● **Exercise objective**:
Can you pull out each line of the data below that includes the word "remote"?

(Stored data)
[Start of section]

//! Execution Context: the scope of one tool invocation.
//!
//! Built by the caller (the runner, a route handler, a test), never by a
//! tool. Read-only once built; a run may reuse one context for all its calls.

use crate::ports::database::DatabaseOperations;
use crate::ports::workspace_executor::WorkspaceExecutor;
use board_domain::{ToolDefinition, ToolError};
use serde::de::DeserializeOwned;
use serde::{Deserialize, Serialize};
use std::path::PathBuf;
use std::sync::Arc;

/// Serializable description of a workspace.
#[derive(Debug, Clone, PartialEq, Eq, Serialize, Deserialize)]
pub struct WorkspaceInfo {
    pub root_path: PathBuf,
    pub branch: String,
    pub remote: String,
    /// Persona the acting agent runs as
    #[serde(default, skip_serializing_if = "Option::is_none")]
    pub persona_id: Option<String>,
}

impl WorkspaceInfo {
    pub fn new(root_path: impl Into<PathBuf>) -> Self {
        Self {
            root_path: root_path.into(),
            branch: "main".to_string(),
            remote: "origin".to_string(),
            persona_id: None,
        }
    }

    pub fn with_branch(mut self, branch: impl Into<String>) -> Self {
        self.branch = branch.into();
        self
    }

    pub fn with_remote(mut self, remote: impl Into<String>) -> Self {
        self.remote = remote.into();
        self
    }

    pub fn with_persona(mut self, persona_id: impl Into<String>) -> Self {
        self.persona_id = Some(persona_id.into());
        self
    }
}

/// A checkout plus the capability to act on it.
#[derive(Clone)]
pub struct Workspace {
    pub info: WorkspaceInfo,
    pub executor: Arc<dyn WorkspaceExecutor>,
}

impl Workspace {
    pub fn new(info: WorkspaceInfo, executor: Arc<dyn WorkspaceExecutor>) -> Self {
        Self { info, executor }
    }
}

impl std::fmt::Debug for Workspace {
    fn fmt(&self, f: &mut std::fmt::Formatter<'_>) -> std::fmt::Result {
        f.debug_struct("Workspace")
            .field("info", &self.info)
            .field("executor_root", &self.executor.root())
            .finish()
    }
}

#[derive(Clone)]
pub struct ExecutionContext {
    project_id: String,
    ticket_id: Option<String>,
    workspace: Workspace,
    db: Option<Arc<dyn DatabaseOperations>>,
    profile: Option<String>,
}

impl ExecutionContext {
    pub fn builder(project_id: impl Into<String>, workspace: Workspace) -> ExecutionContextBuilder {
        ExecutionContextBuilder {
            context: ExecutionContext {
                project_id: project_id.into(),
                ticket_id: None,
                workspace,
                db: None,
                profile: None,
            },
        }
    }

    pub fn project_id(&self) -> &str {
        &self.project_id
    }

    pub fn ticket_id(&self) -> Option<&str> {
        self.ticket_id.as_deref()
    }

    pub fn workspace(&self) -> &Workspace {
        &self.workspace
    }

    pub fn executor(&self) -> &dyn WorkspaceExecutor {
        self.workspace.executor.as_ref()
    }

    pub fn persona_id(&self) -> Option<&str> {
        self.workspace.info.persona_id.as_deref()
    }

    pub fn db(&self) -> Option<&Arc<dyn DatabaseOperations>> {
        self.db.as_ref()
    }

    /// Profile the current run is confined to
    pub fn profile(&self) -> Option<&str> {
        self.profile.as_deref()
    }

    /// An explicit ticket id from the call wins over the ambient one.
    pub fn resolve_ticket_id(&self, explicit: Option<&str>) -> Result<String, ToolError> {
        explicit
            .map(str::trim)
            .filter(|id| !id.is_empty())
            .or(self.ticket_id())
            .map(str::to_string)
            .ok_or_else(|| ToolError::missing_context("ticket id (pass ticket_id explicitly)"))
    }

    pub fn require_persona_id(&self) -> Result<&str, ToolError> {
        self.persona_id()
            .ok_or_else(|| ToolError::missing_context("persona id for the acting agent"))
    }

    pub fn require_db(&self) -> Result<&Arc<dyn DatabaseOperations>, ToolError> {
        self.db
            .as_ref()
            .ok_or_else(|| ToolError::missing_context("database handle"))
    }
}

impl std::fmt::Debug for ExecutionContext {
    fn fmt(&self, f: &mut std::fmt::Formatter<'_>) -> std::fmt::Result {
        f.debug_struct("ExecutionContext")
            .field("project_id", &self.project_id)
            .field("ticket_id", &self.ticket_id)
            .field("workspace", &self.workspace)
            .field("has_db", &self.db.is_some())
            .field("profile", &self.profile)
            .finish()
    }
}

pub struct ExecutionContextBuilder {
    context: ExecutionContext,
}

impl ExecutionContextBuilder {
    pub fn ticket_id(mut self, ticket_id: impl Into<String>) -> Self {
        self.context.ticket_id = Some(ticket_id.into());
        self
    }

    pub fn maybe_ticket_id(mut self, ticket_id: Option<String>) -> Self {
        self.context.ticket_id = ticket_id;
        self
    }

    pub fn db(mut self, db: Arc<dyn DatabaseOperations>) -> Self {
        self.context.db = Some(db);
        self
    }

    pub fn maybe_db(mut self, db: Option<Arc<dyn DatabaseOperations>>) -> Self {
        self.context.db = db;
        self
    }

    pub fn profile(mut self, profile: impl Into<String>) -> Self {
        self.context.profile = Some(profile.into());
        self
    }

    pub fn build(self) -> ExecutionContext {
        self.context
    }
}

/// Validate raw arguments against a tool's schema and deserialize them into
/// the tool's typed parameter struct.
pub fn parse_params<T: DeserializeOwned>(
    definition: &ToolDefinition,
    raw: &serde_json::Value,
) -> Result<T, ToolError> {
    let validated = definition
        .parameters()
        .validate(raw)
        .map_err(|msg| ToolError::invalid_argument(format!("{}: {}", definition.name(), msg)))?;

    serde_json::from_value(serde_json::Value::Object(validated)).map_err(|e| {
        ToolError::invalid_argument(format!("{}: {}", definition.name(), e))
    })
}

[End of section]
[Start of section]

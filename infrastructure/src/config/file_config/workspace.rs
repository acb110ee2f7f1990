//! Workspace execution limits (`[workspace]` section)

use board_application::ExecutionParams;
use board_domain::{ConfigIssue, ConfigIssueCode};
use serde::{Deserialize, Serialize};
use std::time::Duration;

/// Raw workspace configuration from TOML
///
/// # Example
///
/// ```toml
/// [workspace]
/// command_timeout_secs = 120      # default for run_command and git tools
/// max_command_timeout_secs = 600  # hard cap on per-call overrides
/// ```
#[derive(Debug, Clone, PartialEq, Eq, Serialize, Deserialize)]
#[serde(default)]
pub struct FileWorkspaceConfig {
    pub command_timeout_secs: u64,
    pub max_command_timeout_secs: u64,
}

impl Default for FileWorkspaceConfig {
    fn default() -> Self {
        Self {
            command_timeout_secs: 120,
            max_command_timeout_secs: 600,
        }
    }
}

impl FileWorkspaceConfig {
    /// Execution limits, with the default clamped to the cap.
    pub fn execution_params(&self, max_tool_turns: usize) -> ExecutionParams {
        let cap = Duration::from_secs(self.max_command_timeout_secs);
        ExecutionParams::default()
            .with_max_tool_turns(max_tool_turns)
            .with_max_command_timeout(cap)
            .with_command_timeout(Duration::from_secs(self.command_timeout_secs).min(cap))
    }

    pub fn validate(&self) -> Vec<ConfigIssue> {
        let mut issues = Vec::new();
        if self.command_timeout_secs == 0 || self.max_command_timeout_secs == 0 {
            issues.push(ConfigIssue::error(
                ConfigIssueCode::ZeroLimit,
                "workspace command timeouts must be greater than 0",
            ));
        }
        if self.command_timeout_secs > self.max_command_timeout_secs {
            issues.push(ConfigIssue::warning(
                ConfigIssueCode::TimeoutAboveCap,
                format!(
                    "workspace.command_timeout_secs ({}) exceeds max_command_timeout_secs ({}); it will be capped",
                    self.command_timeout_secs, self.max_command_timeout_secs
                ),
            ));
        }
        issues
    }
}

[End of section]

● **Finished task**:
    pub remote: String,
            remote: "origin".to_string(),
    pub fn with_remote(mut self, remote: impl Into<String>) -> Self {
        self.remote = remote.into();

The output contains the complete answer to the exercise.